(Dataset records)
■ ■ ■

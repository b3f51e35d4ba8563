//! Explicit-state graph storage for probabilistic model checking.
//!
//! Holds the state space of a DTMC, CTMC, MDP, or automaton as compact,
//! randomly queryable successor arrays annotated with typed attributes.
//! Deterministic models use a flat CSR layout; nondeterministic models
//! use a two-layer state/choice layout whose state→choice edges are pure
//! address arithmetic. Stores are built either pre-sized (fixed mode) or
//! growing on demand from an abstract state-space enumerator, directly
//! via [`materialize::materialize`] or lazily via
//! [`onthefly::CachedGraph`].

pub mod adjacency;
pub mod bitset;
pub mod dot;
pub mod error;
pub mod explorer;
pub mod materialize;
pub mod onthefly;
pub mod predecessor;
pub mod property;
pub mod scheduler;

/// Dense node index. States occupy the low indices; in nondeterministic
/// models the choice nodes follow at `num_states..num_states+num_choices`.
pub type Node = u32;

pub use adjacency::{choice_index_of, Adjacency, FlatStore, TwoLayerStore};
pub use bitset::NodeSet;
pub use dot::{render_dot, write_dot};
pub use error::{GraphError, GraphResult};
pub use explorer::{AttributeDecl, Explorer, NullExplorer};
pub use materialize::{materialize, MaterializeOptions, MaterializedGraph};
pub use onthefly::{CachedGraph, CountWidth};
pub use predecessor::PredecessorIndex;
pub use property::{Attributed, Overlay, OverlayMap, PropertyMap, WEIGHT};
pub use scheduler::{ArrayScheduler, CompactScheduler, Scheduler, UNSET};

■ ■ ■

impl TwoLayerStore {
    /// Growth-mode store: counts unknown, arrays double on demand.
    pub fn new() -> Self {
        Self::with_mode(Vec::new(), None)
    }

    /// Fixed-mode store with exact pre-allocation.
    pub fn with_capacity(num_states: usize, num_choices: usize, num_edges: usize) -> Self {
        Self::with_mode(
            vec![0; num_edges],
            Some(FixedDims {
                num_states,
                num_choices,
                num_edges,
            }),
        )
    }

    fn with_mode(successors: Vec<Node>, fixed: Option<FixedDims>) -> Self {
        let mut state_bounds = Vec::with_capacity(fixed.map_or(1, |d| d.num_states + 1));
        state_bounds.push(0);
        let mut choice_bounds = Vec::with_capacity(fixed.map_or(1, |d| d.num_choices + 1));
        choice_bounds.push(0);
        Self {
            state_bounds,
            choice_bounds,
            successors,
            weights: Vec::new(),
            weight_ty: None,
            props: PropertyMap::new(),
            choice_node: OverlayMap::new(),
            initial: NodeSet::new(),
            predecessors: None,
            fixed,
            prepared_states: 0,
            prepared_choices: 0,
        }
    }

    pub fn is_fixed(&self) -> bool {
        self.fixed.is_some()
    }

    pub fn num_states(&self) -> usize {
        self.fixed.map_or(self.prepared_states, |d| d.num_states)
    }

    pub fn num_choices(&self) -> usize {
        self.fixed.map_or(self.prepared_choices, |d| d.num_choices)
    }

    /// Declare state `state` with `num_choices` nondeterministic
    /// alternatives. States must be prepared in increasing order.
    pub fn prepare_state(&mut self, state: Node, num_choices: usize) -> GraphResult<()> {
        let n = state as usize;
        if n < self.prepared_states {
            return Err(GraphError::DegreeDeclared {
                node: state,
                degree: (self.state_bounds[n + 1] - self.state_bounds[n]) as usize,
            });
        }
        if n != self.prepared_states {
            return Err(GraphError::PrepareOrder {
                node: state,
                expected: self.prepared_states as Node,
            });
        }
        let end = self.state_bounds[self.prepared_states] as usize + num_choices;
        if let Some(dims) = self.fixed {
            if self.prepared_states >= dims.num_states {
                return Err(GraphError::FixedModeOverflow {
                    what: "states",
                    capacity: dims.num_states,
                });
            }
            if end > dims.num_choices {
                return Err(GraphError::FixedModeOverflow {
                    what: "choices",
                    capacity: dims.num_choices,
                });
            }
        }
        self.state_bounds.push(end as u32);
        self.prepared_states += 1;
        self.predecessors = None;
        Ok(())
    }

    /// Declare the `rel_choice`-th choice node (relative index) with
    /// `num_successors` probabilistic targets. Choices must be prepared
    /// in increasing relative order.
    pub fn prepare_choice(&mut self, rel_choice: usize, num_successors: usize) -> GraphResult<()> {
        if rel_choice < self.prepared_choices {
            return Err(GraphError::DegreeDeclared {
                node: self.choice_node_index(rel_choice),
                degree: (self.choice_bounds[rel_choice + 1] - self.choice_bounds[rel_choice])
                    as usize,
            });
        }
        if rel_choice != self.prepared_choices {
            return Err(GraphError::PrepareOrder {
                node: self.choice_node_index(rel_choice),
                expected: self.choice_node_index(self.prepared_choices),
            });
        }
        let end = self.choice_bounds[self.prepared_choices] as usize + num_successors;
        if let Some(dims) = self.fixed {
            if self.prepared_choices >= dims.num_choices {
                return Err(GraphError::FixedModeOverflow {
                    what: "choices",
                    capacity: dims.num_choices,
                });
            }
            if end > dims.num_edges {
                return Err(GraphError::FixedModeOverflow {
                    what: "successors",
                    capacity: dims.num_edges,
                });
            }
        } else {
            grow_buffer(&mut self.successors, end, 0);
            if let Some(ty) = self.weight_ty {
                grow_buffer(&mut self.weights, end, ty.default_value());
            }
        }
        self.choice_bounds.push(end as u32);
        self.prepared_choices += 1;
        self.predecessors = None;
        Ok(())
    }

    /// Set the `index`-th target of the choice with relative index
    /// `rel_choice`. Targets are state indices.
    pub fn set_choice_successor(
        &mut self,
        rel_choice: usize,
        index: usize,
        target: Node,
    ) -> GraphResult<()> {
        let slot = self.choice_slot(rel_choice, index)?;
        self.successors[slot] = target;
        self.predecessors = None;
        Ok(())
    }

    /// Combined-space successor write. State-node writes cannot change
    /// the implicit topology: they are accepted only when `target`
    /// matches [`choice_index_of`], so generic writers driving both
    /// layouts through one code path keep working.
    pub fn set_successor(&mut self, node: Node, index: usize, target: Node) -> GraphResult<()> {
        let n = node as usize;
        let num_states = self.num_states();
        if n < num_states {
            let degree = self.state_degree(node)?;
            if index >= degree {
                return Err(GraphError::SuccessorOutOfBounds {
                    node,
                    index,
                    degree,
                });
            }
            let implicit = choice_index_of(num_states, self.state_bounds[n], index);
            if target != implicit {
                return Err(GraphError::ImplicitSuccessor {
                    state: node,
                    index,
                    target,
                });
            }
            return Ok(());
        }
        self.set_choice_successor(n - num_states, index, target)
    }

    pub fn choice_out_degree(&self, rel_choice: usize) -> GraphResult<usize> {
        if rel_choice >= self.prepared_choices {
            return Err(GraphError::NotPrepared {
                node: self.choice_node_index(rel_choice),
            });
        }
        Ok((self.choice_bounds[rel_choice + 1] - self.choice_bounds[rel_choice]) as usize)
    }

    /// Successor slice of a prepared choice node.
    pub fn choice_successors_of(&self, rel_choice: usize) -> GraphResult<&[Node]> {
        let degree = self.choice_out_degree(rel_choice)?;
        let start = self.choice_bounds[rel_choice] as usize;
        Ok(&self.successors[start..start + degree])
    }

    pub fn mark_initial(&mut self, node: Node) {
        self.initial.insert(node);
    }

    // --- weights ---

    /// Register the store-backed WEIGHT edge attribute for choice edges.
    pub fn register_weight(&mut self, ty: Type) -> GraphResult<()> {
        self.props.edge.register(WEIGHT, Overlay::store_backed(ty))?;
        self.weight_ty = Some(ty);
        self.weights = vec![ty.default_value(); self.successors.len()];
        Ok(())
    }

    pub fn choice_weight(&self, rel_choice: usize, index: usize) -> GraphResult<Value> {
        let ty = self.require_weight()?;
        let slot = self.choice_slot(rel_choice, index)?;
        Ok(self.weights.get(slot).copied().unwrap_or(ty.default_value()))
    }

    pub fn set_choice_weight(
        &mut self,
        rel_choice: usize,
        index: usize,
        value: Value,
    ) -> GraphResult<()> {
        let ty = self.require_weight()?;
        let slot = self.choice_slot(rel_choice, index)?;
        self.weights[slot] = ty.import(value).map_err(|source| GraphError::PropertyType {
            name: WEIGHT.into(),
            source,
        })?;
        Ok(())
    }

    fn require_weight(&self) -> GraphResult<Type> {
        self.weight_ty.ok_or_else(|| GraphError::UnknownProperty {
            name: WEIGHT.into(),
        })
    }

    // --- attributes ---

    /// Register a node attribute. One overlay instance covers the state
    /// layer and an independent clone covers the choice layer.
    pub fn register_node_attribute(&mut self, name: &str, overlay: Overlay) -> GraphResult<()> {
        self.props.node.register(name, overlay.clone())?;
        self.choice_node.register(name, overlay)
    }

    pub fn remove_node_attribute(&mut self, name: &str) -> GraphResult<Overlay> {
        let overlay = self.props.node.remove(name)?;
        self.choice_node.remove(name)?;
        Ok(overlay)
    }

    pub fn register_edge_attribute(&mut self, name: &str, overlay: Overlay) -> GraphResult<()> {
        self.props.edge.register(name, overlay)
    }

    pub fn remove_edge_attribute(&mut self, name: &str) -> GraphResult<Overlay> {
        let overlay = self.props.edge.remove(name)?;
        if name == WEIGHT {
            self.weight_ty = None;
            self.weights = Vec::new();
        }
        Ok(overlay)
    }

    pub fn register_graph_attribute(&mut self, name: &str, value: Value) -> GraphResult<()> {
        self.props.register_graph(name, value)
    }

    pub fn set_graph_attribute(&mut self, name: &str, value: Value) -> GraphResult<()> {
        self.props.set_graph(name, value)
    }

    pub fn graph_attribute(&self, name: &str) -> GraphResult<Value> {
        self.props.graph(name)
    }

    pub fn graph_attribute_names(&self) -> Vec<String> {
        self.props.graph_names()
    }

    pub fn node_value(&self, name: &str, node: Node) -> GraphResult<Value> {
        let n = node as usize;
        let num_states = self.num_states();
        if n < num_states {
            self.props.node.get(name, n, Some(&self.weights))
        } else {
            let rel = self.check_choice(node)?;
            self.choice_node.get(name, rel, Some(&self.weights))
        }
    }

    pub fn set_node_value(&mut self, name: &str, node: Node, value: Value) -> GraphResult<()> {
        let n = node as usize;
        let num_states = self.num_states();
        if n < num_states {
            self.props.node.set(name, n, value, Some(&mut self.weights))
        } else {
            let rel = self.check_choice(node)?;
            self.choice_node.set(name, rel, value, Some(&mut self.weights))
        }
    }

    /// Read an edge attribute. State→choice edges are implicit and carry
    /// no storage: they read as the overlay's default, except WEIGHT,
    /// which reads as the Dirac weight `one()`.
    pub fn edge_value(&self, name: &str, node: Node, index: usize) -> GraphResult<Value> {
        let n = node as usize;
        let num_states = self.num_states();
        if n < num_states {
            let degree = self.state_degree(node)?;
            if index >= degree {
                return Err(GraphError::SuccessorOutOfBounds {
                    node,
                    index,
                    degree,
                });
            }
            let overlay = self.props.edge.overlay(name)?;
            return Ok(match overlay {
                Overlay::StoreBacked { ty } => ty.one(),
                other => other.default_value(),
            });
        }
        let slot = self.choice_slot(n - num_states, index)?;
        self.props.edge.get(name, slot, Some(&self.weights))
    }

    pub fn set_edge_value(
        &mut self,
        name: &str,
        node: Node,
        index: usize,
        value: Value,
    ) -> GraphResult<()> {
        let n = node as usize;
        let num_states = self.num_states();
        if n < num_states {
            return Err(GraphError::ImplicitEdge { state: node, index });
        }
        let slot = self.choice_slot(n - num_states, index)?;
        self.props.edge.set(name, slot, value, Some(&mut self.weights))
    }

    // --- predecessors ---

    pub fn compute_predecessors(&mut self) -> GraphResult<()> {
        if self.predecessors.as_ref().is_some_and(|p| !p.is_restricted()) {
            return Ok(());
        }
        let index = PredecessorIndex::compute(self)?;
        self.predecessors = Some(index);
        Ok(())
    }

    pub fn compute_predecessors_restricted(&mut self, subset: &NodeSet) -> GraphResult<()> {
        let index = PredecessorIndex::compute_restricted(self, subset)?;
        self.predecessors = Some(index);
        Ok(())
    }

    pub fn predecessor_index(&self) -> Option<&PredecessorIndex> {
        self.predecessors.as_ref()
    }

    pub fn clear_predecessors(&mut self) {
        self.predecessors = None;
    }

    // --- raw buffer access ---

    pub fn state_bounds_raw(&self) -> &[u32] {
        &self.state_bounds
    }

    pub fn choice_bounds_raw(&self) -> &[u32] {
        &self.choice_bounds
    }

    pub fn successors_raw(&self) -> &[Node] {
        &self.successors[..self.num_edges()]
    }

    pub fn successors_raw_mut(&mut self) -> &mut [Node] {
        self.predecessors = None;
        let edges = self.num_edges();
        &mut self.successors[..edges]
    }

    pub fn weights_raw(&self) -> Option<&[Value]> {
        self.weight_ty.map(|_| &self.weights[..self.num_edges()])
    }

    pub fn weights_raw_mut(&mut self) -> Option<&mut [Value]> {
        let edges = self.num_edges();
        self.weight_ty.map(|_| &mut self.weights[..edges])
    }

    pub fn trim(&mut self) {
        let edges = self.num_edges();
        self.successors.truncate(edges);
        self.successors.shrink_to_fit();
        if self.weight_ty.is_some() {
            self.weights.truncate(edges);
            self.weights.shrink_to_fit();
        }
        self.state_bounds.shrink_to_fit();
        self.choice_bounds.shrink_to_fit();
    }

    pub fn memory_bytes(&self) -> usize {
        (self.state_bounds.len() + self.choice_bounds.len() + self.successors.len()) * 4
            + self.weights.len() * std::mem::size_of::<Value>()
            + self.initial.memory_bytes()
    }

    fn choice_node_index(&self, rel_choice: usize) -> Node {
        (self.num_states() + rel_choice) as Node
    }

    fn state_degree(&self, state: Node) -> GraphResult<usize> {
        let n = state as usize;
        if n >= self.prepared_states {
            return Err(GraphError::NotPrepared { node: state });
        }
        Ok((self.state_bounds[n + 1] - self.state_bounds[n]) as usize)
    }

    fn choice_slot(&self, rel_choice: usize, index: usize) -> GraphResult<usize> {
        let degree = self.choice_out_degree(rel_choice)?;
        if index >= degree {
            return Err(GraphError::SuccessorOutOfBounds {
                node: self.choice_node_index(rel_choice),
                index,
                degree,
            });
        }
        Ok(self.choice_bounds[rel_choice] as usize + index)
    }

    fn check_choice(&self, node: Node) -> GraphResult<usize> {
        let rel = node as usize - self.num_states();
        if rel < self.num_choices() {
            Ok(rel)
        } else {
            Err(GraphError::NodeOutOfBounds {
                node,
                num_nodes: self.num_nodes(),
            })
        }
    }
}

■ ■ ■

WHAT YOU NEED TO DO: Each line of the entries where the string "they" occurs should be shown.

OUTPUT FOR THIS TASK:
    /// the implicit topology: they are accepted only when `target`
    /// no storage: they read as the overlay's default, except WEIGHT,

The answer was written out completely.